What is needed :: Gather all lines in the entries that include the word "sequential".

─── The records ───

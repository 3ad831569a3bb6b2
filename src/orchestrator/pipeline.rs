//! Place orchestration pipeline
//!
//! The three operations the HTTP layer exposes, each a strictly sequential
//! chain over the upstream clients:
//!
//! 1. `generate_by_area` — model synthesizes candidates, the bounding box
//!    filters them, reverse geocoding enriches the survivors.
//! 2. `search_nearby` — single nearby-search call, payload passed through.
//! 3. `search_address_then_nearby` — forward geocode, nearby search, photo
//!    set-aside, model narration, photo reattach.
//!
//! The stages between awaits are pure functions so they can be unit-tested
//! without any HTTP transport. Nothing is kept between calls; every entity
//! lives and dies within one request.

use std::collections::HashMap;

use serde::Serialize;
use serde_json::Value;

use crate::config::CredentialConfig;
use crate::error::AppError;
use crate::orchestrator::bounding_box::within_bounds;
use crate::orchestrator::defaults::PipelineDefaults;
use crate::orchestrator::gemini::GeminiClient;
use crate::orchestrator::maps::MapsClient;
use crate::orchestrator::types::{
    parse_model_array, photo_key, salvage_entries, EnrichedPlace, PlaceCandidate, StoryPlace,
};

/// Stateless orchestrator over the completion and Maps capabilities
///
/// Credentials are injected at construction; no module reads ambient process
/// state after startup.
#[derive(Debug, Clone)]
pub struct PlaceOrchestrator {
    gemini: GeminiClient,
    maps: MapsClient,
    defaults: PipelineDefaults,
}

/// Result of `generate_by_area`
///
/// When the model produces an empty list the caller gets the raw model text
/// back instead of an empty array, so there is something to inspect.
#[derive(Debug, Serialize)]
#[serde(untagged)]
pub enum GenerateOutcome {
    /// Candidates that survived filtering and geocode enrichment
    Places(Vec<EnrichedPlace>),
    /// Degraded outcome: the model produced nothing usable
    Degraded {
        /// The area name from the original query
        name: String,
        /// The model's raw text response
        ai_description: String,
    },
}

impl PlaceOrchestrator {
    /// Build an orchestrator against the production endpoints
    pub fn new(credentials: &CredentialConfig, defaults: PipelineDefaults) -> Self {
        let http = reqwest::Client::new();
        let gemini = GeminiClient::new(
            http.clone(),
            credentials.gemini_api_key.clone(),
            defaults.gemini_base_url.clone(),
            defaults.gemini_model.clone(),
        );
        let maps = MapsClient::new(
            http,
            credentials.maps_api_key.clone(),
            defaults.geocode_url.clone(),
            defaults.nearby_search_url.clone(),
        );
        Self {
            gemini,
            maps,
            defaults,
        }
    }

    /// Build an orchestrator from preconfigured clients
    ///
    /// Used by tests to point both clients at mock servers.
    pub fn with_clients(
        gemini: GeminiClient,
        maps: MapsClient,
        defaults: PipelineDefaults,
    ) -> Self {
        Self {
            gemini,
            maps,
            defaults,
        }
    }

    /// Ask the model for places in an area, then filter and geocode them
    ///
    /// `place_type` qualifies the area name in the prompt (e.g. "city" or
    /// "district"); the default qualifier is "Kota/Kabupaten".
    pub async fn generate_by_area(
        &self,
        area_name: &str,
        category: &str,
        place_type: Option<&str>,
    ) -> Result<GenerateOutcome, AppError> {
        let prompt = build_generation_prompt(area_name, category, place_type);
        let raw_text = self.gemini.generate(&prompt).await?;

        let entries = parse_model_array(&raw_text)?;
        if entries.is_empty() {
            tracing::info!(area = area_name, "Model generated no candidates");
            return Ok(GenerateOutcome::Degraded {
                name: area_name.to_string(),
                ai_description: raw_text,
            });
        }

        let candidates: Vec<PlaceCandidate> = salvage_entries(entries);
        let filtered = filter_candidates(candidates);

        // One sequential lookup per candidate; latency is linear in the
        // candidate count, which is small in practice.
        let mut enriched = Vec::with_capacity(filtered.len());
        for candidate in filtered {
            let geocoded = self
                .maps
                .reverse_geocode(candidate.latitude, candidate.longitude)
                .await?;
            match geocoded.results.into_iter().next() {
                Some(first) => enriched.push(EnrichedPlace {
                    place: candidate,
                    address: first.formatted_address,
                }),
                None => {
                    tracing::warn!(
                        name = %candidate.name,
                        lat = candidate.latitude,
                        long = candidate.longitude,
                        "Location not found, dropping candidate"
                    );
                }
            }
        }

        Ok(GenerateOutcome::Places(enriched))
    }

    /// Delegate to nearby search and pass the payload through unmodified
    pub async fn search_nearby(
        &self,
        lat: f64,
        long: f64,
        category: &str,
        radius: Option<f64>,
    ) -> Result<Value, AppError> {
        let radius_m = effective_radius(radius, self.defaults.default_radius_m);
        self.maps
            .search_nearby(lat, long, category, radius_m, self.defaults.max_result_count)
            .await
    }

    /// Geocode an address, search nearby, then have the model narrate the results
    ///
    /// Photo references are set aside under a coordinate-string key before
    /// the place list is handed to the model, and reattached afterwards by
    /// recomputing the key from the model's returned coordinates. A drifted
    /// coordinate misses the join and the photos are omitted.
    pub async fn search_address_then_nearby(
        &self,
        address: &str,
        category: Option<&str>,
        radius: Option<f64>,
    ) -> Result<Vec<StoryPlace>, AppError> {
        let normalized = normalize_address(address);
        let geocoded = self.maps.forward_geocode(&normalized).await?;

        let first = geocoded
            .get("results")
            .and_then(Value::as_array)
            .and_then(|results| results.first())
            .cloned();
        let Some(first) = first else {
            tracing::info!(address, "Forward geocode returned no results");
            return Err(AppError::NoData { resp: geocoded });
        };
        let (lat, long) = extract_location(&first).ok_or_else(|| {
            AppError::Upstream("Geocode result is missing coordinates".to_string())
        })?;

        let category = category
            .filter(|c| !c.is_empty())
            .unwrap_or(&self.defaults.default_category);
        let radius_m = effective_radius(radius, self.defaults.default_radius_m);
        let nearby = self
            .maps
            .search_nearby(lat, long, category, radius_m, self.defaults.max_result_count)
            .await?;

        let places = nearby
            .get("places")
            .and_then(Value::as_array)
            .filter(|list| !list.is_empty())
            .cloned();
        let Some(usable) = places else {
            tracing::info!(lat, long, category, "Nearby search returned no places");
            return Err(AppError::NoData { resp: nearby });
        };

        let (bundles, stripped) = set_aside_photos(usable);

        let prompt = build_story_prompt(&stripped);
        let raw_text = self.gemini.generate(&prompt).await?;
        let entries = parse_model_array(&raw_text)?;
        let stories: Vec<StoryPlace> = salvage_entries(entries);

        Ok(reattach_photos(stories, &bundles))
    }
}

/// Build the candidate-generation prompt for an area and category
fn build_generation_prompt(area_name: &str, category: &str, place_type: Option<&str>) -> String {
    let qualifier = place_type.unwrap_or("Kota/Kabupaten");
    format!(
        "Generate a strict JSON array, with no markdown and no commentary, of objects \
         shaped {{\"name\": string, \"latitude\": double, \"longitude\": double, \
         \"describe\": string}} listing {} in {} {}, Indonesia. \
         Return [] if you know of none.",
        category, qualifier, area_name
    )
}

/// Build the narration prompt over a stripped nearby-place list
///
/// The list is embedded as JSON; photo payloads must already be removed,
/// they are not valid prompt content.
fn build_story_prompt(stripped_places: &[Value]) -> String {
    let embedded = serde_json::to_string(stripped_places).unwrap_or_else(|_| "[]".to_string());
    format!(
        "Here is a JSON list of places: {}. For every place return one object in a \
         strict JSON array, with no markdown and no commentary, shaped \
         {{\"name\": string, \"latitude\": double, \"longitude\": double, \
         \"description\": string, \"maps_link\": string}}. Keep latitude and longitude \
         exactly as given. The description must tell the place's history, founding \
         story, and distinguishing facts. The maps_link must be a Google Maps URL for \
         the place.",
        embedded
    )
}

/// Keep only candidates whose coordinates fall inside the bounding box
///
/// Order is preserved; rejected candidates are dropped silently.
fn filter_candidates(candidates: Vec<PlaceCandidate>) -> Vec<PlaceCandidate> {
    candidates
        .into_iter()
        .filter(|c| within_bounds(c.latitude, c.longitude))
        .collect()
}

/// Resolve the search radius, falling back when absent or non-positive
fn effective_radius(radius: Option<f64>, default_radius_m: f64) -> f64 {
    match radius {
        Some(r) if r > 0.0 => r,
        _ => default_radius_m,
    }
}

/// Collapse runs of address whitespace to single spaces
///
/// The geocode client sends the address as a query parameter, so the space
/// separator is percent-encoded on the wire and decodes back to a space at
/// the provider. Joining with a literal `+` here would get encoded to `%2B`
/// and reach the provider as a plus character instead.
fn normalize_address(address: &str) -> String {
    address.split_whitespace().collect::<Vec<_>>().join(" ")
}

/// Read `location.latitude`/`location.longitude` or geocode-style
/// `geometry.location.lat`/`lng` out of a place object
fn extract_location(place: &Value) -> Option<(f64, f64)> {
    if let Some(location) = place.get("location") {
        let lat = location.get("latitude")?.as_f64()?;
        let long = location.get("longitude")?.as_f64()?;
        return Some((lat, long));
    }
    let location = place.get("geometry")?.get("location")?;
    Some((
        location.get("lat")?.as_f64()?,
        location.get("lng")?.as_f64()?,
    ))
}

/// Set photo references aside and strip them from the place objects
///
/// Returns the photo bundles keyed by coordinate string and the stripped
/// list that is safe to embed in a prompt. A place without a readable
/// location keeps no bundle; its photos are simply lost.
fn set_aside_photos(places: Vec<Value>) -> (HashMap<String, Vec<Value>>, Vec<Value>) {
    let mut bundles: HashMap<String, Vec<Value>> = HashMap::new();
    let mut stripped = Vec::with_capacity(places.len());

    for mut place in places {
        let location = extract_location(&place);
        let photos = match place.as_object_mut() {
            Some(obj) => obj.remove("photos"),
            None => None,
        };
        if let (Some((lat, long)), Some(Value::Array(photo_list))) = (location, photos) {
            if !photo_list.is_empty() {
                bundles.insert(photo_key(lat, long), photo_list);
            }
        }
        stripped.push(place);
    }

    (bundles, stripped)
}

/// Rejoin photos to the model's regenerated places by coordinate key
fn reattach_photos(
    stories: Vec<StoryPlace>,
    bundles: &HashMap<String, Vec<Value>>,
) -> Vec<StoryPlace> {
    stories
        .into_iter()
        .map(|mut story| {
            let key = photo_key(story.latitude, story.longitude);
            if let Some(photos) = bundles.get(&key) {
                story.photos = photos.clone();
            }
            story
        })
        .collect()
}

───

Response ::
//! The three operations the HTTP layer exposes, each a strictly sequential
        // One sequential lookup per candidate; latency is linear in the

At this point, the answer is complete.